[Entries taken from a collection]
——

impl SquashAutodetector {
    pub fn new(settings: IndexMap<String, String>) -> Self {
        Self {
            settings,
            policy: Rc::new(KeepName),
            timestamp: Local::now(),
        }
    }

    /// Policy applied to the names of relocated functions.
    #[must_use]
    pub fn with_policy(mut self, policy: Rc<dyn RenamePolicy>) -> Self {
        self.policy = policy;
        self
    }

    /// Time used to expand a timestamp format in the squashed name.
    #[must_use]
    pub fn with_timestamp(mut self, timestamp: DateTime<Local>) -> Self {
        self.timestamp = timestamp;
        self
    }

    /// Squashes the history of every app outside `ignore_apps`.
    ///
    /// `real` is the history on disk; `squash` is the view handed to the
    /// structural diff, in which project apps have no history.
    pub fn squash(
        &self,
        real: &dyn MigrationSource,
        squash: &dyn MigrationSource,
        detector: &dyn ChangeDetector,
        ignore_apps: &[String],
        migration_name: Option<&str>,
    ) -> Result<SquashedHistory> {
        let edits = self.delete_old_squashed(real, ignore_apps)?;

        let mut changes = detector.changes(squash.graph(), ignore_apps)?;
        changes.retain(|app_label, _| !ignore_apps.contains(app_label));
        create_deleted_models_migrations(real, detector, ignore_apps, &mut changes);

        let mut arena = Arena::default();
        for (app_label, proposals) in changes {
            for proposed in proposals {
                let draft = Draft::new(proposed);
                let index = arena.drafts.len();
                arena.seen.insert(draft.key.clone(), Link::New(index));
                arena.by_app.entry(app_label.clone()).or_default().push(index);
                arena.drafts.push(draft);
            }
        }

        self.link_dependencies(real, ignore_apps, &mut arena)?;
        self.rename_migrations(real, &mut arena, migration_name)?;
        replace_current_migrations(real, &mut arena);
        self.add_non_elidables(real, &mut arena)?;

        let mut squashed = finish(arena);
        for (app_label, nodes) in edits {
            squashed.entry(app_label).or_default().extend(nodes);
        }

        let replaced: usize = squashed
            .values()
            .flatten()
            .map(|node| node.replaces.len())
            .sum();
        if replaced == 0 {
            return Err(SquashError::NothingToSquash);
        }
        info!(
            "Squashing {replaced} replaced migrations into {} nodes",
            squashed.values().map(Vec::len).sum::<usize>()
        );
        Ok(squashed)
    }

    /// Finds migrations superseded by an earlier squash and the edits that
    /// retire them: the superseded files are removed, dependencies on them
    /// are dropped and the squashing migrations stop declaring `replaces`.
    ///
    /// A file touched for several reasons yields one node carrying every
    /// flag.
    pub fn delete_old_squashed(
        &self,
        loader: &dyn MigrationSource,
        ignore_apps: &[String],
    ) -> Result<SquashedHistory> {
        let project_apps: FxHashSet<&str> = loader
            .apps()
            .values()
            .filter(|app| !app.read_only && !ignore_apps.contains(&app.label))
            .map(|app| app.label.as_str())
            .collect();
        let project_migrations: Vec<&RawMigration> = loader
            .graph()
            .nodes()
            .filter_map(|key| loader.disk_migrations().get(key))
            .filter(|migration| project_apps.contains(migration.key.app_label.as_str()))
            .collect();
        let replacing: Vec<&RawMigration> = project_migrations
            .iter()
            .copied()
            .filter(|migration| !migration.replaces.is_empty())
            .collect();

        let mut edits: IndexMap<String, IndexMap<NodeKey, HistoryNode>> = IndexMap::new();
        let mut removed: FxHashSet<&NodeKey> = FxHashSet::default();
        for key in replacing.iter().flat_map(|migration| &migration.replaces) {
            if ignore_apps.contains(&key.app_label) {
                continue;
            }
            removed.insert(key);
            match loader.disk_migrations().get(key) {
                Some(migration) => edit(&mut edits, migration, |_, flags| flags.removed = true)?,
                None => debug!("{key} is already gone"),
            }
        }

        for migration in &project_migrations {
            let kept: Vec<Dependency> = migration
                .dependencies
                .iter()
                .filter(|dependency| {
                    !matches!(dependency, Dependency::Node(key) if removed.contains(key))
                })
                .cloned()
                .collect();
            if kept.len() == migration.dependencies.len() {
                continue;
            }
            edit(&mut edits, migration, |node, flags| {
                node.dependencies = kept;
                flags.dependencies_changed = true;
            })?;
        }

        for migration in replacing {
            edit(&mut edits, migration, |node, flags| {
                node.replaces.clear();
                flags.replaces_cleared = true;
            })?;
        }

        Ok(edits
            .into_iter()
            .map(|(app_label, nodes)| (app_label, nodes.into_values().collect()))
            .collect())
    }

    /// Points every declared dependency at a node: another generated node,
    /// an existing migration, or the declaration itself when neither fits.
    fn link_dependencies(
        &self,
        real: &dyn MigrationSource,
        ignore_apps: &[String],
        arena: &mut Arena,
    ) -> Result<()> {
        for index in 0..arena.drafts.len() {
            let declared = std::mem::take(&mut arena.drafts[index].declared);
            let node = arena.drafts[index].key.clone();
            let links = declared
                .iter()
                .map(|dependency| self.link(real, ignore_apps, &mut arena.seen, &node, dependency))
                .collect::<Result<Vec<_>>>()?;
            arena.drafts[index].links = links;
        }
        Ok(())
    }

    fn link(
        &self,
        real: &dyn MigrationSource,
        ignore_apps: &[String],
        seen: &mut IndexMap<NodeKey, Link>,
        node: &NodeKey,
        dependency: &Dependency,
    ) -> Result<Link> {
        let key = match dependency {
            Dependency::Setting(setting) => {
                let value = self
                    .settings
                    .get(setting)
                    .ok_or_else(|| SquashError::UnknownSetting(setting.clone()))?;
                let app_label = value.split('.').next().unwrap_or(value);
                // The framework's writer renders the marker itself when the
                // owning app produced nothing in this run.
                return Ok(seen
                    .iter()
                    .rev()
                    .find(|(key, _)| key.app_label == app_label)
                    .map_or_else(|| Link::Literal(dependency.clone()), |(_, link)| link.clone()));
            }
            Dependency::First(app_label) => match real.graph().root_nodes(app_label).into_iter().next() {
                Some(root) => root,
                None => return Ok(Link::Literal(dependency.clone())),
            },
            Dependency::Latest(app_label) => match real.graph().leaf_nodes(app_label).into_iter().next() {
                Some(leaf) => leaf,
                None => return Ok(Link::Literal(dependency.clone())),
            },
            Dependency::Node(key) => key.clone(),
        };

        if ignore_apps.contains(&key.app_label) {
            let Some(leaf) = real.graph().leaf_nodes(&key.app_label).into_iter().next() else {
                return Err(SquashError::UnresolvedDependency {
                    node: node.to_string(),
                    dependency: dependency.to_string(),
                    reason: format!("app `{}` is excluded and has no migrations", key.app_label),
                });
            };
            debug!("{node}: {dependency} is excluded, depending on {leaf}");
            let link = Link::Existing(leaf.clone());
            seen.entry(leaf).or_insert_with(|| link.clone());
            return Ok(link);
        }
        if let Some(link) = seen.get(&key) {
            return Ok(link.clone());
        }
        if real.disk_migrations().contains_key(&key) {
            let link = Link::Existing(key.clone());
            seen.insert(key, link.clone());
            return Ok(link);
        }
        debug!("{node}: {dependency} is not a known migration, keeping it as declared");
        Ok(Link::Literal(Dependency::Node(key)))
    }

    /// Continues each app's numbering after the highest number on disk.
    fn rename_migrations(
        &self,
        real: &dyn MigrationSource,
        arena: &mut Arena,
        migration_name: Option<&str>,
    ) -> Result<()> {
        let suffix = self.expand_name(migration_name.unwrap_or(DEFAULT_MIGRATION_NAME))?;

        let mut counters: FxHashMap<&str, u64> = FxHashMap::default();
        for key in real.disk_migrations().keys() {
            let number = migration_number(&key.name)?;
            let counter = counters.entry(key.app_label.as_str()).or_default();
            *counter = (*counter).max(number);
        }

        for (app_label, indices) in &arena.by_app {
            let mut counter = counters.get(app_label.as_str()).copied().unwrap_or_default();
            for &index in indices {
                counter = counter
                    .checked_add(1)
                    .ok_or_else(|| SquashError::InvalidMigrationName {
                        name: suffix.clone(),
                        reason: format!(
                            "no migration number is left after {counter} in app `{app_label}`"
                        ),
                    })?;
                let draft = &mut arena.drafts[index];
                debug!("Renaming {} to {counter:04}_{suffix}", draft.key);
                draft.key.name = format!("{counter:04}_{suffix}");
            }
        }
        Ok(())
    }

    /// The squashed name with any `strftime` format expanded.
    fn expand_name(&self, template: &str) -> Result<String> {
        let items: Vec<Item<'_>> = StrftimeItems::new(template).collect();
        if items.iter().any(|item| matches!(item, Item::Error)) {
            return Err(SquashError::InvalidMigrationName {
                name: template.to_owned(),
                reason: "invalid date format".to_owned(),
            });
        }
        let name = self.timestamp.format_with_items(items.into_iter()).to_string();
        if name.is_empty() {
            return Ok(DEFAULT_MIGRATION_NAME.to_owned());
        }
        if name
            .chars()
            .any(|c| c.is_whitespace() || matches!(c, '.' | '/' | '\\'))
        {
            return Err(SquashError::InvalidMigrationName {
                name,
                reason: "it cannot be used as a module name".to_owned(),
            });
        }
        Ok(name)
    }

    /// Moves the operations the diff cannot infer from the superseded
    /// migrations to the new nodes of their app.
    ///
    /// Extension operations go first in the first node, everything else is
    /// appended to the last one together with the superseded imports.
    fn add_non_elidables(&self, real: &dyn MigrationSource, arena: &mut Arena) -> Result<()> {
        for (app_label, indices) in &arena.by_app {
            let (Some(&first), Some(&last)) = (indices.first(), indices.last()) else {
                continue;
            };
            let replaced: IndexSet<NodeKey> = indices
                .iter()
                .flat_map(|&index| arena.drafts[index].replaces.iter().cloned())
                .collect();

            let mut names = UniqueVariableName::with_policy(Rc::clone(&self.policy));
            names.context_mut().app_label = Some(app_label.clone());
            names.context_mut().node = Some(arena.drafts[last].key.name.clone());

            let mut lifted = Vec::new();
            let mut extensions = Vec::new();
            let mut imports: IndexSet<String> = IndexSet::new();
            for key in &replaced {
                let Some(migration) = real.disk_migrations().get(key) else {
                    warn!("{key} is replaced but its module was not found, skipping it");
                    continue;
                };
                names.context_mut().original_node = Some(key.name.clone());
                imports.extend(migration.imports.iter().cloned());
                extensions.extend(lift_extensions(&migration.operations));
                for operation in &migration.operations {
                    names.context_mut().operation = Some(operation.describe());
                    lifted.extend(lift_custom_operations(
                        std::slice::from_ref(operation),
                        &mut names,
                    )?);
                }
            }
            debug!(
                "{app_label}: lifted {} operations and {} extensions",
                lifted.len(),
                extensions.len()
            );

            let imports: Vec<String> = imports.into_iter().collect();
            if !extensions.is_empty() {
                let draft = &mut arena.drafts[first];
                draft.operations.splice(0..0, extensions);
                if first != last {
                    draft.extra_imports.extend(imports.iter().cloned());
                }
            }
            let draft = &mut arena.drafts[last];
            draft.operations.extend(lifted);
            draft.extra_imports.extend(imports);
        }
        Ok(())
    }
}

——

▶ Requirement
Look through the entries above. Copy out every line holding the word "cannot".

▶ Reply
                reason: "it cannot be used as a module name".to_owned(),
    /// Moves the operations the diff cannot infer from the superseded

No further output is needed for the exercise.